__Try it__.
Repeat each record word for word.

__Source information__.
★ ★ ★ ★

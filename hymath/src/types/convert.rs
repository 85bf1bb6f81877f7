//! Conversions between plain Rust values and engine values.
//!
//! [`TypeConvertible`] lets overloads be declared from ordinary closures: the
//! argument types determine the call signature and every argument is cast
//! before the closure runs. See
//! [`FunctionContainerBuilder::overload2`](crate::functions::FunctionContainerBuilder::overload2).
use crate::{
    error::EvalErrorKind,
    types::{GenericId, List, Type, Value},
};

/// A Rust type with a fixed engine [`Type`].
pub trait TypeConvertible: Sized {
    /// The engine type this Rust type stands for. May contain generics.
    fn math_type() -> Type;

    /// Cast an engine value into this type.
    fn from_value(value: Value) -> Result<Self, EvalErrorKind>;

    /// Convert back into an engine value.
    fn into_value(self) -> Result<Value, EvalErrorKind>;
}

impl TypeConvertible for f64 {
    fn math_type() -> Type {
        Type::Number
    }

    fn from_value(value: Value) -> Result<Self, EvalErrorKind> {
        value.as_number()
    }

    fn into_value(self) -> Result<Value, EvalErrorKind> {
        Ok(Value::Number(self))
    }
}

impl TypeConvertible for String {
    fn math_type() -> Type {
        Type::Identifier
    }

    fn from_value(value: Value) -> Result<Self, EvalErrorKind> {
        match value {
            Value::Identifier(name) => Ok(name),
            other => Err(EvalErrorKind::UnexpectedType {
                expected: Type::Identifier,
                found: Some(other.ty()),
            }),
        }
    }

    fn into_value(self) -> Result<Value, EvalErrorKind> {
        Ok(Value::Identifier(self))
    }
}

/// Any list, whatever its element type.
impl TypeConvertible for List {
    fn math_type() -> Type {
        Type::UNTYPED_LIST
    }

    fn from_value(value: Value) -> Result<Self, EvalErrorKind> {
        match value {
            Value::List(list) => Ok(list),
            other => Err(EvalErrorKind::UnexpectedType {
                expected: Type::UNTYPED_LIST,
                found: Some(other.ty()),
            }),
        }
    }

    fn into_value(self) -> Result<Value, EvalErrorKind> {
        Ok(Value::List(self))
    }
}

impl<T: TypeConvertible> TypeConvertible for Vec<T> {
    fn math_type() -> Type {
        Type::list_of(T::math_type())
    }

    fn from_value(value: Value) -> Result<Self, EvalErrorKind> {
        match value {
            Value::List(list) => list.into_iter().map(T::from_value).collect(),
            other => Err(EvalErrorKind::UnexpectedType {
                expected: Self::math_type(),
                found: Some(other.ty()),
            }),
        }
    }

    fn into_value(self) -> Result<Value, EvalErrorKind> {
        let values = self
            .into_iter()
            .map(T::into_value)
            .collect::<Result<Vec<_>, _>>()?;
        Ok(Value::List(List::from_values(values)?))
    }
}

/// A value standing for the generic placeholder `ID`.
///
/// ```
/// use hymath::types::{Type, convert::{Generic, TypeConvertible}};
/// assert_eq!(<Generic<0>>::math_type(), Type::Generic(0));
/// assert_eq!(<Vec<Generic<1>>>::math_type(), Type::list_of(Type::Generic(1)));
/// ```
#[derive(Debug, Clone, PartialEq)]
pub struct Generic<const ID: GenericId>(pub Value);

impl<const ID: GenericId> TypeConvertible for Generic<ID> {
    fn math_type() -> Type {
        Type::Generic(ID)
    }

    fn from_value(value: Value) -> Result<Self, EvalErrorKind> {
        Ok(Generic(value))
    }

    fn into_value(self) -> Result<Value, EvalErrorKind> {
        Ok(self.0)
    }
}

★ ★ ★ ★

__Exercise response__.
filename hymath/src/types/convert.rs
repository 85bf1bb6f81877f7
//! Conversions between plain Rust values and engine values.
//!
//! [`TypeConvertible`] lets overloads be declared from ordinary closures: the
//! argument types determine the call signature and every argument is cast
//! before the closure runs. See
//! [`FunctionContainerBuilder::overload2`](crate::functions::FunctionContainerBuilder::overload2).
use crate::{
    error::EvalErrorKind,
    types::{GenericId, List, Type, Value},
};

/// A Rust type with a fixed engine [`Type`].
pub trait TypeConvertible: Sized {
    /// The engine type this Rust type stands for. May contain generics.
    fn math_type() -> Type;

    /// Cast an engine value into this type.
    fn from_value(value: Value) -> Result<Self, EvalErrorKind>;

    /// Convert back into an engine value.
    fn into_value(self) -> Result<Value, EvalErrorKind>;
}

impl TypeConvertible for f64 {
    fn math_type() -> Type {
        Type::Number
    }

    fn from_value(value: Value) -> Result<Self, EvalErrorKind> {
        value.as_number()
    }

    fn into_value(self) -> Result<Value, EvalErrorKind> {
        Ok(Value::Number(self))
    }
}

impl TypeConvertible for String {
    fn math_type() -> Type {
        Type::Identifier
    }

    fn from_value(value: Value) -> Result<Self, EvalErrorKind> {
        match value {
            Value::Identifier(name) => Ok(name),
            other => Err(EvalErrorKind::UnexpectedType {
                expected: Type::Identifier,
                found: Some(other.ty()),
            }),
        }
    }

    fn into_value(self) -> Result<Value, EvalErrorKind> {
        Ok(Value::Identifier(self))
    }
}

/// Any list, whatever its element type.
impl TypeConvertible for List {
    fn math_type() -> Type {
        Type::UNTYPED_LIST
    }

    fn from_value(value: Value) -> Result<Self, EvalErrorKind> {
        match value {
            Value::List(list) => Ok(list),
            other => Err(EvalErrorKind::UnexpectedType {
                expected: Type::UNTYPED_LIST,
                found: Some(other.ty()),
            }),
        }
    }

    fn into_value(self) -> Result<Value, EvalErrorKind> {
        Ok(Value::List(self))
    }
}

impl<T: TypeConvertible> TypeConvertible for Vec<T> {
    fn math_type() -> Type {
        Type::list_of(T::math_type())
    }

    fn from_value(value: Value) -> Result<Self, EvalErrorKind> {
        match value {
            Value::List(list) => list.into_iter().map(T::from_value).collect(),
            other => Err(EvalErrorKind::UnexpectedType {
                expected: Self::math_type(),
                found: Some(other.ty()),
            }),
        }
    }

    fn into_value(self) -> Result<Value, EvalErrorKind> {
        let values = self
            .into_iter()
            .map(T::into_value)
            .collect::<Result<Vec<_>, _>>()?;
        Ok(Value::List(List::from_values(values)?))
    }
}

/// A value standing for the generic placeholder `ID`.
///
/// ```
/// use hymath::types::{Type, convert::{Generic, TypeConvertible}};
/// assert_eq!(<Generic<0>>::math_type(), Type::Generic(0));
/// assert_eq!(<Vec<Generic<1>>>::math_type(), Type::list_of(Type::Generic(1)));
/// ```
#[derive(Debug, Clone, PartialEq)]
pub struct Generic<const ID: GenericId>(pub Value);

impl<const ID: GenericId> TypeConvertible for Generic<ID> {
    fn math_type() -> Type {
        Type::Generic(ID)
    }

    fn from_value(value: Value) -> Result<Self, EvalErrorKind> {
        Ok(Generic(value))
    }

    fn into_value(self) -> Result<Value, EvalErrorKind> {
        Ok(self.0)
    }
}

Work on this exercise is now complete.